# Should I get rid of my drill press?



## Pcmaker (Jun 24, 2018)

I have a 7x12 lathe and I just purchased a Precision Matthews PM-25V mill. I have an old Ryobi drill press that I'm contemplating of getting rid of. My "shop" is in my 2 car garage that has to share space with my car and other things, so I'm a bit short on space. I read that mills double has drill presses. If I get rid of my drill press, that'll give me some much needed extra space.


----------



## kd4gij (Jun 24, 2018)

If you can make room keep the drill press.


----------



## Lordbeezer (Jun 24, 2018)

I have a drill press right beside my mill..use press most of time but sometimes I want a "better" hole..so I use mill..I would keep press...


----------



## pacifica (Jun 24, 2018)

I had a drill press, after I got a knee mill never used drill press, sold it.


----------



## JimDawson (Jun 24, 2018)

I don't use the DP much for drilling holes, but it normally has a countersink in the chuck, great for a quick deburr of holes.  Have a foot switch on it.  It sits right at the end of my lathe, just a couple of steps from the mill.  The lathe and mill face each other with only 36 inches between the hand wheels.  The DP sits in what would otherwise be wasted space in the 18 inches between the lathe and the door.  Positioned so that a long bar in the lathe just clears the DP column. 
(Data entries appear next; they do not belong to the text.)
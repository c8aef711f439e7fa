//! Data-driven game balance
//!
//! Every number that decides how hard a stage is, or how much a run is
//! rewarded, lives here. The stage policy methods are the only place the
//! simulation reads difficulty from.

use std::path::Path;

use serde::{Deserialize, Serialize};

/// How bullet and enemy steps relate to frame time
#[derive(Debug, Clone, Copy, PartialEq, Eq, Default, Serialize, Deserialize)]
pub enum MotionTiming {
    /// Fixed step per tick regardless of frame time (frame-rate dependent)
    PerFrame,
    /// Steps scaled by `dt * REFERENCE_FPS` (same speed as `PerFrame` at 60 fps)
    #[default]
    DeltaScaled,
}

/// Errors loading a tuning file
#[derive(thiserror::Error, Debug)]
pub enum ConfigError {
    /// IO error
    #[error("IO error: {0}")]
    Io(#[from] std::io::Error),

    /// Parse error
    #[error("Parse error: {0}")]
    Parse(#[from] serde_json::Error),
}

/// Game balance parameters
#[derive(Debug, Clone, PartialEq, Serialize, Deserialize)]
#[serde(default)]
pub struct Tuning {
    // === Run ===
    /// Lives at the start of a run
    pub starting_lives: u32,
    /// Enemies spawned by the first tick
    pub opening_wave: u32,
    /// Spawn a power-up on the first tick
    pub force_initial_power_up: bool,
    /// Bullet/enemy step timing
    pub motion: MotionTiming,

    // === Enemies ===
    pub enemy_min_size: f32,
    pub enemy_max_size: f32,
    /// Base speed at stage 0 (units per reference frame)
    pub enemy_base_speed: f32,
    /// Base speed added per stage
    pub enemy_speed_per_stage: f32,
    /// Speed is drawn from `base * (1 ± spread)`
    pub enemy_speed_spread: f32,
    /// Per-tick spawn chance at stage 0
    pub enemy_spawn_chance: f32,
    /// Per-tick spawn chance added per stage
    pub enemy_spawn_chance_per_stage: f32,
    /// Chance an enemy heads for a random point instead of near the player
    pub wander_chance: f32,
    /// Radius range around the player for aimed enemies
    pub aim_min_radius: f32,
    pub aim_max_radius: f32,

    // === Power-up ===
    /// Per-tick spawn chance while no power-up exists
    pub power_up_spawn_chance: f32,
    /// Seconds before an untouched power-up disappears
    pub power_up_lifetime: f32,
    /// Seconds between a pickup and the scheduled replacement
    pub power_up_respawn_delay: f32,

    // === Rewards ===
    /// Score per kill, multiplied by stage
    pub kill_score_per_stage: u64,
    /// Stage-up score, multiplied by the new stage
    pub stage_up_score_per_stage: u64,
    /// A bonus life is awarded on stages divisible by this
    pub bonus_life_every: u32,

    // === Feedback ===
    /// Shield flash after being hit (seconds)
    pub hit_flash: f32,
    /// Shield flash after a stage-up (seconds)
    pub stage_up_flash: f32,
}

impl Default for Tuning {
    fn default() -> Self {
        Self {
            starting_lives: 10,
            opening_wave: 5,
            force_initial_power_up: true,
            motion: MotionTiming::DeltaScaled,

            enemy_min_size: 40.0,
            enemy_max_size: 60.0,
            enemy_base_speed: 1.0,
            enemy_speed_per_stage: 0.2,
            enemy_speed_spread: 0.5,
            enemy_spawn_chance: 0.02,
            enemy_spawn_chance_per_stage: 0.005,
            wander_chance: 0.6,
            aim_min_radius: 100.0,
            aim_max_radius: 300.0,

            power_up_spawn_chance: 0.005,
            power_up_lifetime: 30.0,
            power_up_respawn_delay: 3.0,

            kill_score_per_stage: 10,
            stage_up_score_per_stage: 500,
            bonus_life_every: 3,

            hit_flash: 1.0,
            stage_up_flash: 2.0,
        }
    }
}

impl Tuning {
    /// Tuning with no random spawns and no opening wave.
    ///
    /// Useful for scripted scenarios where every entity is placed by hand.
    pub fn quiet() -> Self {
        Self {
            opening_wave: 0,
            force_initial_power_up: false,
            enemy_spawn_chance: 0.0,
            enemy_spawn_chance_per_stage: 0.0,
            power_up_spawn_chance: 0.0,
            ..Self::default()
        }
    }

    /// Parse tuning from JSON; missing fields take their defaults
    pub fn from_json(json: &str) -> Result<Self, ConfigError> {
        let tuning: Tuning = serde_json::from_str(json)?;
        Ok(tuning.sanitized())
    }

    /// Load tuning from a JSON file
    pub fn load(path: impl AsRef<Path>) -> Result<Self, ConfigError> {
        let json = std::fs::read_to_string(path.as_ref())?;
        let tuning = Self::from_json(&json)?;
        log::info!("Loaded tuning from {}", path.as_ref().display());
        Ok(tuning)
    }

    /// Serialize to pretty JSON
    pub fn to_json(&self) -> Result<String, ConfigError> {
        Ok(serde_json::to_string_pretty(self)?)
    }

    /// Largest enemy side length
    pub const MAX_ENEMY_SIZE: f32 = 10_000.0;
    /// Cap on the base enemy speed (units per reference frame)
    pub const MAX_ENEMY_SPEED: f32 = 1_000.0;
    /// Furthest an aimed enemy may target from the player
    pub const MAX_AIM_RADIUS: f32 = 100_000.0;

    /// Repair non-finite values, inverted ranges and out-of-range values
    pub fn sanitized(mut self) -> Self {
        let defaults = Tuning::default();
        let fields = [
            (&mut self.enemy_min_size, defaults.enemy_min_size),
            (&mut self.enemy_max_size, defaults.enemy_max_size),
            (&mut self.enemy_base_speed, defaults.enemy_base_speed),
            (&mut self.enemy_speed_per_stage, defaults.enemy_speed_per_stage),
            (&mut self.enemy_speed_spread, defaults.enemy_speed_spread),
            (&mut self.enemy_spawn_chance, defaults.enemy_spawn_chance),
            (
                &mut self.enemy_spawn_chance_per_stage,
                defaults.enemy_spawn_chance_per_stage,
            ),
            (&mut self.wander_chance, defaults.wander_chance),
            (&mut self.aim_min_radius, defaults.aim_min_radius),
            (&mut self.aim_max_radius, defaults.aim_max_radius),
            (&mut self.power_up_spawn_chance, defaults.power_up_spawn_chance),
            (&mut self.power_up_lifetime, defaults.power_up_lifetime),
            (&mut self.power_up_respawn_delay, defaults.power_up_respawn_delay),
            (&mut self.hit_flash, defaults.hit_flash),
            (&mut self.stage_up_flash, defaults.stage_up_flash),
        ];
        for (value, default) in fields {
            if !value.is_finite() {
                log::warn!("Non-finite tuning value {value}, using {default}");
                *value = default;
            }
        }

        if self.enemy_min_size > self.enemy_max_size {
            std::mem::swap(&mut self.enemy_min_size, &mut self.enemy_max_size);
        }
        self.enemy_min_size = self.enemy_min_size.clamp(1.0, Self::MAX_ENEMY_SIZE);
        self.enemy_max_size = self
            .enemy_max_size
            .clamp(self.enemy_min_size, Self::MAX_ENEMY_SIZE);

        if self.aim_min_radius > self.aim_max_radius {
            std::mem::swap(&mut self.aim_min_radius, &mut self.aim_max_radius);
        }
        self.aim_min_radius = self.aim_min_radius.clamp(0.0, Self::MAX_AIM_RADIUS);
        self.aim_max_radius = self
            .aim_max_radius
            .clamp(self.aim_min_radius, Self::MAX_AIM_RADIUS);

        self.enemy_base_speed = self.enemy_base_speed.clamp(0.0, Self::MAX_ENEMY_SPEED);
        self.enemy_speed_per_stage = self
            .enemy_speed_per_stage
            .clamp(0.0, Self::MAX_ENEMY_SPEED);
        self.enemy_speed_spread = self.enemy_speed_spread.clamp(0.0, 1.0);
        self.wander_chance = self.wander_chance.clamp(0.0, 1.0);
        self.power_up_spawn_chance = self.power_up_spawn_chance.clamp(0.0, 1.0);
        self.enemy_spawn_chance = self.enemy_spawn_chance.clamp(0.0, 1.0);
        self.enemy_spawn_chance_per_stage = self.enemy_spawn_chance_per_stage.clamp(0.0, 1.0);
        self.power_up_lifetime = self.power_up_lifetime.max(0.0);
        self.power_up_respawn_delay = self.power_up_respawn_delay.max(0.0);
        self.hit_flash = self.hit_flash.max(0.0);
        self.stage_up_flash = self.stage_up_flash.max(0.0);
        self.starting_lives = self.starting_lives.max(1);
        self
    }

    // === Stage policy ===

    /// Base enemy speed for a stage (units per reference frame)
    pub fn enemy_base_speed(&self, stage: u32) -> f32 {
        (self.enemy_base_speed + stage as f32 * self.enemy_speed_per_stage)
            .min(Self::MAX_ENEMY_SPEED)
    }

    /// Inclusive speed range enemies are drawn from at a stage
    pub fn enemy_speed_range(&self, stage: u32) -> (f32, f32) {
        let base = self.enemy_base_speed(stage);
        (
            base * (1.0 - self.enemy_speed_spread),
            base * (1.0 + self.enemy_speed_spread),
        )
    }

    /// Chance of spawning one enemy on a tick
    pub fn enemy_spawn_chance(&self, stage: u32) -> f32 {
        (self.enemy_spawn_chance + stage as f32 * self.enemy_spawn_chance_per_stage).min(1.0)
    }

    /// Score for a bullet kill at a stage
    pub fn kill_score(&self, stage: u32) -> u64 {
        self.kill_score_per_stage.saturating_mul(u64::from(stage))
    }

    /// Score bonus for reaching `new_stage`
    pub fn stage_up_score(&self, new_stage: u32) -> u64 {
        self.stage_up_score_per_stage
            .saturating_mul(u64::from(new_stage))
    }

    /// Whether reaching `new_stage` grants a life
    pub fn grants_bonus_life(&self, new_stage: u32) -> bool {
        self.bonus_life_every > 0 && new_stage.is_multiple_of(self.bonus_life_every)
    }
}
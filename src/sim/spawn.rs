//! Enemy and power-up spawning
//!
//! Enemies enter from a random edge and fly a straight line toward either a
//! random point on screen or a point near the player. The power-up is a
//! singleton: every spawn trigger while one exists is a no-op.

use glam::Vec2;
use rand::Rng;

use super::state::{Enemy, GameEvent, SpawnEdge, World};
use crate::consts::POWER_UP_SIZE;
use crate::{direction_between, facing_angle, polar_to_cartesian};

/// Run the spawner pass for one tick
pub fn run(world: &mut World, events: &mut Vec<GameEvent>) {
    // Opening wave is owed in full on the first pass
    for _ in 0..std::mem::take(&mut world.opening_wave_pending) {
        push_enemy(world, events);
    }

    let chance = world.tuning.enemy_spawn_chance(world.stage);
    if chance > 0.0 && world.rng.random_bool(f64::from(chance)) {
        push_enemy(world, events);
    }

    maybe_spawn_power_up(world, events);
}

fn push_enemy(world: &mut World, events: &mut Vec<GameEvent>) {
    let enemy = spawn_enemy(world);
    log::debug!(
        "Enemy {} spawned from {:?} at ({:.0}, {:.0})",
        enemy.id,
        enemy.edge,
        enemy.pos.x,
        enemy.pos.y
    );
    events.push(GameEvent::EnemySpawned {
        enemy_id: enemy.id,
        edge: enemy.edge,
    });
    world.enemies.push(enemy);
}

/// Roll a new enemy just outside the play area. The caller inserts it.
pub fn spawn_enemy(world: &mut World) -> Enemy {
    let tuning = &world.tuning;
    let (width, height) = (world.width, world.height);
    let rng = &mut world.rng;

    let size = rng.random_range(tuning.enemy_min_size..=tuning.enemy_max_size);
    let edge = SpawnEdge::ALL[rng.random_range(0..SpawnEdge::ALL.len())];

    let span_x = (width - size).max(0.0);
    let span_y = (height - size).max(0.0);
    let pos = match edge {
        SpawnEdge::Top => Vec2::new(rng.random_range(0.0..=span_x), -size),
        SpawnEdge::Right => Vec2::new(width + size, rng.random_range(0.0..=span_y)),
        SpawnEdge::Bottom => Vec2::new(rng.random_range(0.0..=span_x), height + size),
        SpawnEdge::Left => Vec2::new(-size, rng.random_range(0.0..=span_y)),
    };

    let target = if rng.random_bool(f64::from(tuning.wander_chance)) {
        Vec2::new(
            rng.random_range(0.0..=width),
            rng.random_range(0.0..=height),
        )
    } else {
        let radius = rng.random_range(tuning.aim_min_radius..=tuning.aim_max_radius);
        let theta = rng.random_range(0.0..=std::f32::consts::TAU);
        world.player.pos + polar_to_cartesian(radius, theta)
    };

    let (lo, hi) = tuning.enemy_speed_range(world.stage);
    let speed = rng.random_range(lo..=hi);

    // Degenerate aim (target on the spawn point): fall back to the centre,
    // then straight inward from the edge
    let center = Vec2::new(width / 2.0, height / 2.0);
    let (heading, dir) = match direction_between(pos, target) {
        Some(dir) => (target - pos, dir),
        None => match direction_between(pos, center) {
            Some(dir) => (center - pos, dir),
            None => (edge.inward(), edge.inward()),
        },
    };

    let id = world.next_entity_id();
    Enemy {
        id,
        pos,
        size,
        vel: dir * speed,
        angle: facing_angle(heading),
        edge,
    }
}

/// Spawn the power-up if a trigger fires and none exists.
///
/// Triggers: the run-start force flag, an elapsed respawn countdown, or the
/// per-tick random roll.
pub fn maybe_spawn_power_up(world: &mut World, events: &mut Vec<GameEvent>) {
    let mut triggered = std::mem::take(&mut world.force_power_up_spawn);

    if world.pending_power_up.is_some_and(|t| t <= 0.0) {
        world.pending_power_up = None;
        triggered = true;
    }

    if world.power_up.is_some() {
        return;
    }

    let chance = world.tuning.power_up_spawn_chance;
    if !triggered && chance > 0.0 {
        triggered = world.rng.random_bool(f64::from(chance));
    }

    if triggered {
        let pos = random_power_up_pos(world);
        world.place_power_up(pos);
        log::debug!("Power-up spawned at ({:.0}, {:.0})", pos.x, pos.y);
        events.push(GameEvent::PowerUpSpawned { pos });
    }
}

/// Uniform position with the whole power-up inside the play area
fn random_power_up_pos(world: &mut World) -> Vec2 {
    let max_x = (world.width - POWER_UP_SIZE).max(0.0);
    let max_y = (world.height - POWER_UP_SIZE).max(0.0);
    Vec2::new(
        world.rng.random_range(0.0..=max_x),
        world.rng.random_range(0.0..=max_y),
    )
}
If you can find the room, keep the DP


----------



## ezduzit (Jun 24, 2018)

I use one of my three drill presses more than I use my mill. Would never want to be without one. Not sure I'd say that about a Ryobi, though.


----------



## tweinke (Jun 24, 2018)

I think a drill press has its place in a shop. nice for quick holes, counter sinking etc. and in my case more chuck to table space.


----------



## Mitch Alsup (Jun 24, 2018)

I kept my drill press, for those situations where you have something setup on the Mill and before you can get to it, you need a hole drilled.


----------



## T Bredehoft (Jun 24, 2018)

Keep the drill press,  many  times you'll want a quick hole and tearing down the setup on the mill can't be done because the hole you're drilling Is so you can continue milling.


----------



## gonzo (Jun 24, 2018)

Keep it. You won't be sorry.


----------



## tjb (Jun 24, 2018)

Mitch Alsup said:


> I kept my drill press, for those situations where you have something setup on the Mill and before you can get to it, you need a hole drilled.



Ditto.


----------



## tjb (Jun 24, 2018)

T Bredehoft said:


> Keep the drill press, many times you'll want a quick hole and tearing down the setup on the mill can't be done because the hole you're drilling Is so you can continue milling.


Ditto.


----------



## rock_breaker (Jun 24, 2018)

Like the others have said projects in the mill will affect this greatly. I have kept my drill press and it does get a lot of use. So I lean towards keeping it.
Have a good day
ray


----------



## Smithdoor (Jun 24, 2018)

Pcmaker said:


> I have a 7x12 lathe and I just purchased a Precision Matthews PM-25V mill. I have an old Ryobi drill press that I'm contemplating of getting rid of. My "shop" is in my 2 car garage that has to share space with my car and other things, so I'm a bit short on space. I read that mills double has drill presses. If I get rid of my drill press, that'll give me some much needed extra space.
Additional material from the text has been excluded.